Excerpted data: Begin
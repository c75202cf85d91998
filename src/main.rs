use anyhow::Result;
use habitrack::cli::run_cli;
use tracing::error;

#[tokio::main]
async fn main() -> Result<()> {
    run_cli().await.inspect_err(|e| {
        error!("Error running cli {e:?}");
    })?;
    Ok(())
}
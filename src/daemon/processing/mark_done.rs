use std::sync::Arc;

use anyhow::Result;
use tracing::{info, warn};

use crate::{
    daemon::storage::habit_storage::HabitStorage,
    notification::{NotificationMessage, DONE_ACTION},
    tracker::HabitTracker,
};

use super::module::EventProcessor;

/// Applies the "Mark done" button of a reminder: the habit is marked done for the local day the
/// button was pressed on, which is not necessarily the day the reminder was shown.
pub struct MarkDoneProcessor<S> {
    tracker: Arc<HabitTracker<S>>,
}

impl<S> MarkDoneProcessor<S> {
    pub fn new(tracker: Arc<HabitTracker<S>>) -> Self {
        Self { tracker }
    }
}

impl<S> EventProcessor for MarkDoneProcessor<S>
where
    S: HabitStorage + Send + Sync + 'static,
{
    async fn process_next(&mut self, message: NotificationMessage) -> Result<()> {
        match message {
            NotificationMessage::Action {
                action,
                habit_id: Some(habit_id),
            } if action == DONE_ACTION => {
                let today = self.tracker.today();
                self.tracker
                    .toggle_completion(&habit_id, today, true)
                    .await?;
                info!("Marked {habit_id} done for {today} from a notification");
            }
            NotificationMessage::Action { action, habit_id } => {
                warn!("Ignoring notification action {action:?} for {habit_id:?}");
            }
        }
        Ok(())
    }

    async fn finalize(&mut self) -> Result<()> {
        Ok(())
    }
}
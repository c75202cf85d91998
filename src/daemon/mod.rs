use std::{path::PathBuf, sync::Arc, time::Duration};

use anyhow::Result;
use processing::{mark_done::MarkDoneProcessor, ProcessingModule};
use reminder::{watcher::SettingsWatcher, ReminderScheduler};
use storage::habit_storage::{HabitStorage, JsonHabitStorage};
use tokio::sync::mpsc;
use tokio_util::sync::CancellationToken;
use tracing::{error, info};

use crate::{
    notification::{
        GenericNotificationBackend, NotificationBackend, NotificationBridge, NotificationMessage,
    },
    tracker::HabitTracker,
    utils::clock::{Clock, DefaultClock},
};

pub mod args;
pub mod processing;
pub mod reminder;
pub mod shutdown;
pub mod storage;

const DEFAULT_SETTINGS_POLL_INTERVAL: Duration = Duration::from_secs(5);

/// Directory inside of the application directory where habits, logs and settings are kept.
pub const DATA_DIR: &str = "data";

/// Represents the starting point for the daemon
pub async fn start_daemon(dir: PathBuf) -> Result<()> {
    let data_dir = dir.join(DATA_DIR);
    std::env::set_current_dir("/")?;

    let shutdown_token = CancellationToken::new();
    let clock: Arc<dyn Clock> = Arc::new(DefaultClock);
    let storage = Arc::new(JsonHabitStorage::new(data_dir)?);
    let backend: Arc<dyn NotificationBackend> = Arc::new(GenericNotificationBackend::new());
    info!("Notifications supported: {}", backend.is_supported());

    let (watcher, processor) = create_modules(
        storage,
        backend,
        clock,
        &shutdown_token,
        DEFAULT_SETTINGS_POLL_INTERVAL,
    );

    let (_, watcher_result, processing_result) = tokio::join!(
        shutdown::detect_shutdown(shutdown_token),
        watcher.run(),
        processor.run(),
    );

    if let Err(watcher_result) = watcher_result {
        error!("Reminder module got an error {:?}", watcher_result);
    }

    if let Err(processing_result) = processing_result {
        error!("Processing module got an error {:?}", processing_result);
    }

    Ok(())
}

type Modules<S> = (
    SettingsWatcher<Arc<S>>,
    ProcessingModule<MarkDoneProcessor<Arc<S>>>,
);

fn create_modules<S>(
    storage: Arc<S>,
    backend: Arc<dyn NotificationBackend>,
    clock: Arc<dyn Clock>,
    shutdown_token: &CancellationToken,
    poll_interval: Duration,
) -> Modules<S>
where
    S: Send + Sync + 'static,
    Arc<S>: HabitStorage,
{
    let (sender, receiver) = mpsc::channel::<NotificationMessage>(10);

    let tracker = Arc::new(HabitTracker::new(storage.clone(), clock.clone()));
    let bridge = Arc::new(NotificationBridge::new(storage, backend).with_actions(sender));
    let scheduler = ReminderScheduler::new(tracker.clone(), bridge, clock.clone());

    let watcher = SettingsWatcher::new(
        tracker.clone(),
        scheduler,
        shutdown_token.clone(),
        poll_interval,
        clock,
    );
    let processor = ProcessingModule::new(
        receiver,
        MarkDoneProcessor::new(tracker),
        shutdown_token.clone(),
    );
    (watcher, processor)
}
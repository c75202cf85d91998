use std::{
    collections::BTreeMap,
    future::Future,
    ops::Deref,
    path::PathBuf,
    sync::{Mutex, MutexGuard},
};

use anyhow::{anyhow, Result};
use chrono::NaiveDate;
use serde::{de::DeserializeOwned, Serialize};
use tracing::debug;

use crate::{
    fs::operations::{read_document, update_document},
    utils::time::date_to_iso,
};

use super::entities::{
    CompletionLogEntity, HabitEntity, HabitId, LogKey, NotificationPermission,
    NotificationPreference, Settings, SettingsRecord,
};

const GLOBAL_SETTINGS_KEY: &str = "global";
const NOTIFICATION_SETTINGS_KEY: &str = "notifications";

/// Interface for abstracting storage of habits, completion logs and settings. Storage errors are
/// not handled here, they are propagated to whoever asked.
pub trait HabitStorage {
    fn get_all_habits(&self) -> impl Future<Output = Result<Vec<HabitEntity>>> + Send;

    fn put_habit(&self, habit: HabitEntity) -> impl Future<Output = Result<()>> + Send;

    fn get_log(
        &self,
        habit_id: &HabitId,
        date: NaiveDate,
    ) -> impl Future<Output = Result<Option<CompletionLogEntity>>> + Send;

    /// Inserts or replaces the log stored under `log.key`.
    fn put_log(&self, log: CompletionLogEntity) -> impl Future<Output = Result<()>> + Send;

    /// Deleting a log that doesn't exist is not an error.
    fn delete_log(&self, key: &LogKey) -> impl Future<Output = Result<()>> + Send;

    /// Logs of a single habit with `start <= date <= end`, ordered by date.
    fn get_logs_between(
        &self,
        habit_id: &HabitId,
        start: NaiveDate,
        end: NaiveDate,
    ) -> impl Future<Output = Result<Vec<CompletionLogEntity>>> + Send;

    /// Returns default settings if none were saved yet.
    fn get_settings(&self) -> impl Future<Output = Result<Settings>> + Send;

    fn put_settings(&self, settings: Settings) -> impl Future<Output = Result<()>> + Send;

    fn get_permission(&self) -> impl Future<Output = Result<NotificationPermission>> + Send;

    fn put_permission(
        &self,
        permission: NotificationPermission,
    ) -> impl Future<Output = Result<()>> + Send;
}
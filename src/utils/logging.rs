use std::{path::Path, sync::LazyLock};

use anyhow::Result;
use tracing::level_filters::LevelFilter;
use tracing_appender::rolling::Rotation;
use tracing_subscriber::{
    fmt::{format::FmtSpan, writer::MakeWriterExt},
    EnvFilter,
};

pub const CLI_PREFIX: &str = "cli";
pub const DAEMON_PREFIX: &str = "daemon";

const KEPT_LOG_FILES: usize = 5;
const DEFAULT_LEVEL: &str = "debug";
/// Log targets of the library and of both binaries.
const TARGETS: [&str; 2] = ["habitrack", "habitrack_daemon"];

/// Builds the filter directives. An explicit level applies to habitrack's own targets. Otherwise
/// a bare level in `RUST_LOG` does the same, while a full directive list such as
/// `habitrack::daemon=trace,warn` is used as written.
pub fn filter_directives(log_level: Option<LevelFilter>, rust_log: Option<&str>) -> String {
    let level = match (log_level, rust_log.map(str::trim)) {
        (Some(level), _) => level.to_string(),
        (None, Some(env)) if env.contains('=') || env.contains(',') => return env.to_string(),
        (None, Some(env)) if !env.is_empty() => env.to_string(),
        (None, _) => DEFAULT_LEVEL.to_string(),
    };
    TARGETS
        .iter()
        .map(|target| format!("{target}={level}"))
        .collect::<Vec<_>>()
        .join(",")
}

/// Installs the global subscriber. Logs go to daily files named `<prefix>.<date>` under
/// `<application_data_path>/logs`, and also to stdout when `show_std` is set.
pub fn enable_logging(
    prefix: &str,
    application_data_path: &Path,
    log_level: Option<LevelFilter>,
    show_std: bool,
) -> Result<()> {
    let appender = tracing_appender::rolling::Builder::new()
        .rotation(Rotation::DAILY)
        .max_log_files(KEPT_LOG_FILES)
        .filename_prefix(prefix)
        .build(application_data_path.join("logs"))?;

    let stdout = std::io::stdout.with_filter(move |_| show_std);

    let rust_log = std::env::var("RUST_LOG").ok();
    let filter = EnvFilter::try_new(filter_directives(log_level, rust_log.as_deref()))?;

    tracing_subscriber::fmt()
        .with_env_filter(filter)
        .with_span_events(FmtSpan::CLOSE)
        .with_writer(stdout.and(appender))
        .pretty()
        .init();
    Ok(())
}

pub static TEST_LOGGING: LazyLock<()> = LazyLock::new(|| {
    tracing_subscriber::fmt()
        .with_max_level(LevelFilter::TRACE)
        .with_test_writer()
        .pretty()
        .init()
});
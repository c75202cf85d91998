use std::collections::BTreeSet;
use std::fmt::Display;
use std::str::FromStr;

use anyhow::{anyhow, bail};
use chrono::DateTime;
use chrono::NaiveDate;
use chrono::NaiveTime;
use chrono::Utc;
use serde::Deserialize;
use serde::Deserializer;
use serde::Serialize;

use crate::utils::time::{date_to_iso, day_of_week};

/// Opaque identifier of a habit. Ids end up in file names, so only ascii alphanumerics, `-` and
/// `_` are accepted.
#[derive(PartialEq, Eq, PartialOrd, Ord, Hash, Debug, Clone, Serialize, Deserialize)]
#[serde(try_from = "String", into = "String")]
pub struct HabitId(String);

impl HabitId {
    pub fn generate() -> Self {
        Self(uuid::Uuid::new_v4().to_string())
    }

    pub fn as_str(&self) -> &str {
        &self.0
    }
}

impl FromStr for HabitId {
    type Err = anyhow::Error;

    fn from_str(s: &str) -> Result<Self, Self::Err> {
        if s.is_empty() {
            bail!("Habit id can't be empty");
        }
        if !s
            .chars()
            .all(|c| c.is_ascii_alphanumeric() || c == '-' || c == '_')
        {
            bail!("Habit id {s:?} contains illegal characters");
        }
        Ok(Self(s.to_string()))
    }
}

impl TryFrom<String> for HabitId {
    type Error = anyhow::Error;

    fn try_from(value: String) -> Result<Self, Self::Error> {
        value.parse()
    }
}

impl From<HabitId> for String {
    fn from(value: HabitId) -> Self {
        value.0
    }
}

impl Display for HabitId {
    fn fmt(&self, f: &mut std::fmt::Formatter<'_>) -> std::fmt::Result {
        f.write_str(&self.0)
    }
}

/// Rule that decides on which days a habit is due.
#[derive(PartialEq, Eq, Debug, Serialize, Clone, Default)]
#[serde(tag = "type", rename_all = "lowercase")]
pub enum Schedule {
    #[default]
    Daily,
    /// Weekday numbers, Sunday is 0 and Saturday is 6.
    Weekly { days: BTreeSet<u8> },
    /// Any shape this version can't read, `null` included. Such habits are treated as due every
    /// day.
    Unrecognized,
}

impl<'de> Deserialize<'de> for Schedule {
    fn deserialize<D: Deserializer<'de>>(deserializer: D) -> Result<Self, D::Error> {
        #[derive(Deserialize)]
        #[serde(tag = "type", rename_all = "lowercase")]
        enum KnownSchedule {
            Daily,
            Weekly { days: BTreeSet<u8> },
        }

        // Never fails, anything that isn't a known schedule becomes `Unrecognized`.
        let value = serde_json::Value::deserialize(deserializer)?;
        Ok(match KnownSchedule::deserialize(value) {
            Ok(KnownSchedule::Daily) => Schedule::Daily,
            Ok(KnownSchedule::Weekly { days }) => Schedule::Weekly { days },
            Err(_) => Schedule::Unrecognized,
        })
    }
}

impl Schedule {
    pub fn is_due_on(&self, date: NaiveDate) -> bool {
        match self {
            Schedule::Daily => true,
            Schedule::Weekly { days } => days.contains(&day_of_week(date)),
            Schedule::Unrecognized => true,
        }
    }
}

impl Display for Schedule {
    fn fmt(&self, f: &mut std::fmt::Formatter<'_>) -> std::fmt::Result {
        const NAMES: [&str; 7] = ["Sun", "Mon", "Tue", "Wed", "Thu", "Fri", "Sat"];
        match self {
            Schedule::Daily => write!(f, "daily"),
            Schedule::Weekly { days } => {
                let names = days
                    .iter()
                    .filter_map(|d| NAMES.get(*d as usize).copied())
                    .collect::<Vec<_>>();
                write!(f, "weekly ({})", names.join(", "))
            }
            Schedule::Unrecognized => write!(f, "unknown"),
        }
    }
}

#[derive(PartialEq, Eq, Debug, Serialize, Deserialize, Clone)]
#[serde(rename_all = "camelCase")]
pub struct HabitEntity {
    pub id: HabitId,
    pub name: String,
    #[serde(with = "chrono::serde::ts_milliseconds")]
    pub created_at: DateTime<Utc>,
    #[serde(default)]
    pub schedule: Schedule,
}

/// Identifies a completion log. Serialized as `<habitId>:<isoDate>`.
#[derive(PartialEq, Eq, PartialOrd, Ord, Debug, Clone)]
pub struct LogKey {
    pub habit_id: HabitId,
    pub date: NaiveDate,
}

impl LogKey {
    pub fn new(habit_id: HabitId, date: NaiveDate) -> Self {
        Self { habit_id, date }
    }
}

impl Display for LogKey {
    fn fmt(&self, f: &mut std::fmt::Formatter<'_>) -> std::fmt::Result {
        write!(f, "{}:{}", self.habit_id, date_to_iso(self.date))
    }
}

impl FromStr for LogKey {
    type Err = anyhow::Error;

    fn from_str(s: &str) -> Result<Self, Self::Err> {
        let (habit_id, date) = s
            .split_once(':')
            .ok_or_else(|| anyhow!("Log key {s:?} is missing a date"))?;
        Ok(Self {
            habit_id: habit_id.parse()?,
            date: NaiveDate::parse_from_str(date, "%Y-%m-%d")?,
        })
    }
}

impl Serialize for LogKey {
    fn serialize<S>(&self, serializer: S) -> Result<S::Ok, S::Error>
    where
        S: serde::Serializer,
    {
        serializer.collect_str(self)
    }
}

impl<'de> Deserialize<'de> for LogKey {
    fn deserialize<D>(deserializer: D) -> Result<Self, D::Error>
    where
        D: serde::Deserializer<'de>,
    {
        let s = String::deserialize(deserializer)?;
        s.parse().map_err(serde::de::Error::custom)
    }
}

/// Marks a habit as done on a date. Only done days are stored; un-marking deletes the record, so
/// `done` is always true.
#[derive(PartialEq, Eq, Debug, Serialize, Deserialize, Clone)]
#[serde(rename_all = "camelCase")]
pub struct CompletionLogEntity {
    pub key: LogKey,
    pub habit_id: HabitId,
    pub date: NaiveDate,
    pub done: bool,
    #[serde(with = "chrono::serde::ts_milliseconds")]
    pub ts: DateTime<Utc>,
}

impl CompletionLogEntity {
    pub fn done(habit_id: HabitId, date: NaiveDate, ts: DateTime<Utc>) -> Self {
        Self {
            key: LogKey::new(habit_id.clone(), date),
            habit_id,
            date,
            done: true,
            ts,
        }
    }
}

/// Wall clock time of the daily reminder, `HH:MM` in 24h format.
#[derive(PartialEq, Eq, PartialOrd, Ord, Debug, Clone, Copy, Serialize, Deserialize)]
pub struct ReminderTime(#[serde(with = "reminder_time_ser")] NaiveTime);

impl ReminderTime {
    pub fn new(hour: u32, minute: u32) -> Option<Self> {
        NaiveTime::from_hms_opt(hour, minute, 0).map(Self)
    }

    pub fn time(&self) -> NaiveTime {
        self.0
    }
}

impl Default for ReminderTime {
    fn default() -> Self {
        Self(NaiveTime::from_hms_opt(9, 0, 0).expect("09:00 is a valid time"))
    }
}

impl FromStr for ReminderTime {
    type Err = anyhow::Error;

    fn from_str(s: &str) -> Result<Self, Self::Err> {
        let (hour, minute) = s
            .trim()
            .split_once(':')
            .ok_or_else(|| anyhow!("Reminder time {s:?} should look like HH:MM"))?;
        let hour = hour.parse::<u32>()?;
        let minute = minute.parse::<u32>()?;
        ReminderTime::new(hour, minute).ok_or_else(|| anyhow!("{s:?} is not a valid time of day"))
    }
}

impl Display for ReminderTime {
    fn fmt(&self, f: &mut std::fmt::Formatter<'_>) -> std::fmt::Result {
        write!(f, "{}", self.0.format("%H:%M"))
    }
}

mod reminder_time_ser {
    use chrono::NaiveTime;
    use serde::{self, Deserialize, Deserializer, Serializer};

    use super::ReminderTime;

    pub fn serialize<S>(time: &NaiveTime, serializer: S) -> Result<S::Ok, S::Error>
    where
        S: Serializer,
    {
        serializer.collect_str(&ReminderTime(*time))
    }

    pub fn deserialize<'de, D>(deserializer: D) -> Result<NaiveTime, D::Error>
    where
        D: Deserializer<'de>,
    {
        let s = String::deserialize(deserializer)?;
        let time = s
            .parse::<ReminderTime>()
            .map_err(serde::de::Error::custom)?;
        Ok(time.0)
    }
}

/// Global user settings.
#[derive(PartialEq, Eq, Debug, Serialize, Deserialize, Clone, Default)]
#[serde(rename_all = "camelCase")]
pub struct Settings {
    pub reminder_time: ReminderTime,
}

/// What the user decided about notifications. Mirrors the permission model of notification
/// services: nothing asked yet, allowed, refused.
#[derive(PartialEq, Eq, Debug, Serialize, Deserialize, Clone, Copy, Default)]
#[serde(rename_all = "lowercase")]
pub enum NotificationPermission {
    #[default]
    Default,
    Granted,
    Denied,
}

impl Display for NotificationPermission {
    fn fmt(&self, f: &mut std::fmt::Formatter<'_>) -> std::fmt::Result {
        match self {
            NotificationPermission::Default => write!(f, "default"),
            NotificationPermission::Granted => write!(f, "granted"),
            NotificationPermission::Denied => write!(f, "denied"),
        }
    }
}

#[derive(PartialEq, Eq, Debug, Serialize, Deserialize, Clone, Default)]
pub struct NotificationPreference {
    pub permission: NotificationPermission,
}

/// Keyed record of the settings collection.
#[derive(PartialEq, Debug, Serialize, Deserialize, Clone)]
pub struct SettingsRecord {
    pub key: String,
    pub value: serde_json::Value,
}
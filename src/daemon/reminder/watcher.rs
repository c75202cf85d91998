use std::{sync::Arc, time::Duration};

use anyhow::Result;
use tokio_util::sync::CancellationToken;
use tracing::{error, info};

use crate::{
    daemon::storage::{entities::ReminderTime, habit_storage::HabitStorage},
    tracker::HabitTracker,
    utils::clock::Clock,
};

use super::ReminderScheduler;

/// Keeps the [ReminderScheduler] armed for whatever reminder time is currently stored. The cli
/// writes settings directly into storage, so the daemon has to look for changes itself.
pub struct SettingsWatcher<S> {
    tracker: Arc<HabitTracker<S>>,
    scheduler: ReminderScheduler<S>,
    shutdown: CancellationToken,
    poll_interval: Duration,
    clock: Arc<dyn Clock>,
}

impl<S> SettingsWatcher<S>
where
    S: HabitStorage + Send + Sync + 'static,
{
    pub fn new(
        tracker: Arc<HabitTracker<S>>,
        scheduler: ReminderScheduler<S>,
        shutdown: CancellationToken,
        poll_interval: Duration,
        clock: Arc<dyn Clock>,
    ) -> Self {
        Self {
            tracker,
            scheduler,
            shutdown,
            poll_interval,
            clock,
        }
    }

    /// Executes the watcher event loop. The scheduler is stopped before returning.
    pub async fn run(mut self) -> Result<()> {
        let mut current: Option<ReminderTime> = None;
        let mut check_point = self.clock.instant();
        loop {
            check_point += self.poll_interval;

            match self.tracker.settings().await {
                Ok(settings) if current != Some(settings.reminder_time) => {
                    info!("Reminder time is now {}", settings.reminder_time);
                    self.scheduler.reconfigure(settings.reminder_time);
                    current = Some(settings.reminder_time);
                }
                Ok(_) => (),
                Err(e) => error!("Failed to read settings {e:?}"),
            }

            tokio::select! {
                _ = self.shutdown.cancelled() => {
                    self.scheduler.stop();
                    return Ok(())
                }
                _ = self.clock.sleep_until(check_point) => ()
            }
        }
    }
}
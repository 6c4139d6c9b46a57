pub mod assistant;
pub mod load;
pub mod login;
pub mod profile;
pub mod qr;
pub mod share;
pub mod support;
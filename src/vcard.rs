use crate::entities::profile::Profile;

/// Renders the downloadable contact card for a profile.
///
/// Field order is fixed. Values are emitted as-is: embedded `;`, `,` and
/// newlines are not escaped, matching the cards the app has always
/// produced.
pub fn vcard(profile: &Profile) -> String {
    let contact = &profile.contact_info;
    let address = &profile.address;
    let field = |value: &Option<String>| value.clone().unwrap_or_default();
    [
        "BEGIN:VCARD".to_string(),
        "VERSION:3.0".to_string(),
        format!("FN:{}", field(&profile.full_name)),
        format!("TEL;TYPE=CELL:{}", field(&contact.mobile)),
        format!("EMAIL:{}", field(&contact.email)),
        format!(
            "ADR;TYPE=WORK:;;{};{};{};{};{}",
            field(&address.line1),
            field(&address.city),
            field(&address.state),
            field(&address.zipcode),
            field(&address.country),
        ),
        "END:VCARD".to_string(),
    ]
    .join("\n")
}

/// Suggested download name for the card.
pub fn file_name(profile: &Profile) -> String {
    match profile.full_name.as_deref() {
        Some(name) if !name.trim().is_empty() => format!("{name}.vcf"),
        _ => "contact.vcf".to_string(),
    }
}
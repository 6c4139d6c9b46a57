use crate::commands::share::{self, Platform};
use crate::entities::profile::{blank, Profile};
use crate::gateway::{self, ImageKind};
use crate::State;
use chrono::Utc;
use once_cell::sync::Lazy;
use regex::Regex;
use serde::Serialize;
use tracing::{debug, info};

#[derive(Debug, thiserror::Error)]
pub enum Error {
    #[error("Please fix the errors before saving")]
    Invalid(Vec<FieldError>),

    #[error("Gateway error {0}")]
    Gateway(#[from] gateway::Error),
}

// we must manually implement serde::Serialize
impl serde::Serialize for Error {
    fn serialize<S>(&self, serializer: S) -> Result<S::Ok, S::Error>
    where
        S: serde::ser::Serializer,
    {
        serializer.serialize_str(self.to_string().as_ref())
    }
}

/// One field-keyed validation failure. Validation never raises; callers get
/// the whole set back and block submission themselves.
#[derive(Clone, Debug, PartialEq, Eq, Serialize)]
pub struct FieldError {
    pub field: &'static str,
    pub message: &'static str,
}

static EMAIL_RE: Lazy<Regex> = Lazy::new(|| Regex::new(r"\S+@\S+\.\S+").expect("email pattern"));
static PHONE_RE: Lazy<Regex> =
    Lazy::new(|| Regex::new(r"^\+?[\d\s-]{10,}$").expect("phone pattern"));
static WEBSITE_RE: Lazy<Regex> = Lazy::new(|| {
    Regex::new(r"^(https?://)?([\da-z.-]+)\.([a-z.]{2,6})([/\w .-]*)*/?$").expect("website pattern")
});

/// Checks the required and format-checked fields. Formats are only checked
/// when a value is present; clearing a field is always allowed.
pub fn validate(profile: &Profile) -> Vec<FieldError> {
    let mut errors = Vec::new();

    if blank(&profile.full_name) {
        errors.push(FieldError {
            field: "full_name",
            message: "Full name is required",
        });
    }

    if let Some(email) = non_blank(&profile.contact_info.email) {
        if !EMAIL_RE.is_match(email) {
            errors.push(FieldError {
                field: "email",
                message: "Please enter a valid email address",
            });
        }
    }

    if let Some(phone) = non_blank(&profile.contact_info.mobile) {
        if !PHONE_RE.is_match(phone) {
            errors.push(FieldError {
                field: "phone",
                message: "Please enter a valid phone number",
            });
        }
    }

    let website = profile.social_links.get("website").map(|link| link.url.trim());
    if let Some(website) = website.filter(|url| !url.is_empty()) {
        if !WEBSITE_RE.is_match(website) {
            errors.push(FieldError {
                field: "website",
                message: "Please enter a valid website URL",
            });
        }
    }

    errors
}

/// Fetches the caller's profile, inserting the default skeleton when no row
/// exists yet. The existence check and the insert are two calls; a racing
/// second session can still hit a duplicate-key failure, which surfaces as
/// a plain gateway error.
pub async fn load_profile(state: &State) -> Result<Profile, Error> {
    let user = state.gateway.require_user().await?;
    if let Some(profile) = state
        .gateway
        .select_one::<Profile>("profiles", &user.id)
        .await?
    {
        debug!("Loaded profile {}", user.id);
        return Ok(profile);
    }

    info!("No profile row for {}, inserting the default skeleton", user.id);
    let profile = Profile::skeleton(&user.id, user.email.as_deref());
    state.gateway.insert("profiles", &profile).await?;
    Ok(profile)
}

/// Validates, normalizes and writes the profile. The public URL is always
/// recomputed from the session user and the canonical base; the profile is
/// forced public. Saving the same profile twice yields the same stored URL.
pub async fn save_profile(
    state: &State,
    platform: &Platform,
    mut profile: Profile,
) -> Result<Profile, Error> {
    let errors = validate(&profile);
    if !errors.is_empty() {
        return Err(Error::Invalid(errors));
    }

    let user = state.gateway.require_user().await?;
    profile.id = user.id.clone();
    profile.username = trimmed_or_none(&profile.username);
    profile.full_name = trimmed_or_none(&profile.full_name);
    profile.bio = trimmed_or_none(&profile.bio);
    profile.title = Some(
        trimmed_or_none(&profile.title).unwrap_or_else(|| "Nexia User".to_string()),
    );
    profile.is_public_profile = true;
    profile.public_profile_url = Some(share::canonical_profile_url(
        &state.config,
        platform,
        &user.id,
    ));
    profile.updated_at = Some(Utc::now());

    if state.gateway.exists("profiles", &user.id).await? {
        state.gateway.update("profiles", &user.id, &profile).await?;
    } else {
        state.gateway.insert("profiles", &profile).await?;
    }
    info!("Saved profile {}", user.id);
    Ok(profile)
}

/// Stores an avatar or cover image and writes the returned URL onto the
/// profile row.
pub async fn upload_profile_image(
    state: &State,
    kind: ImageKind,
    bytes: Vec<u8>,
) -> Result<String, Error> {
    let user = state.gateway.require_user().await?;
    let url = state.gateway.upload_image(&user.id, kind, bytes).await?;
    let column = match kind {
        ImageKind::Avatar => "avatar_url",
        ImageKind::Cover => "cover_url",
    };
    let patch = serde_json::json!({ column: url });
    state.gateway.update("profiles", &user.id, &patch).await?;
    Ok(url)
}

/// Fetches someone else's profile by id. A missing row is the normal
/// empty-profile state, not an error.
pub async fn view_profile(state: &State, user_id: &str) -> Result<Option<Profile>, Error> {
    Ok(state
        .gateway
        .select_one::<Profile>("profiles", user_id)
        .await?)
}

fn non_blank(value: &Option<String>) -> Option<&str> {
    value.as_deref().map(str::trim).filter(|s| !s.is_empty())
}

fn trimmed_or_none(value: &Option<String>) -> Option<String> {
    non_blank(value).map(str::to_string)
}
Excerpted data: End
• Aim of the exercise: Search the listing above for "asked" and copy every line that has it.

• Answer box:
/// not handled here, they are propagated to whoever asked.
/// services: nothing asked yet, allowed, refused.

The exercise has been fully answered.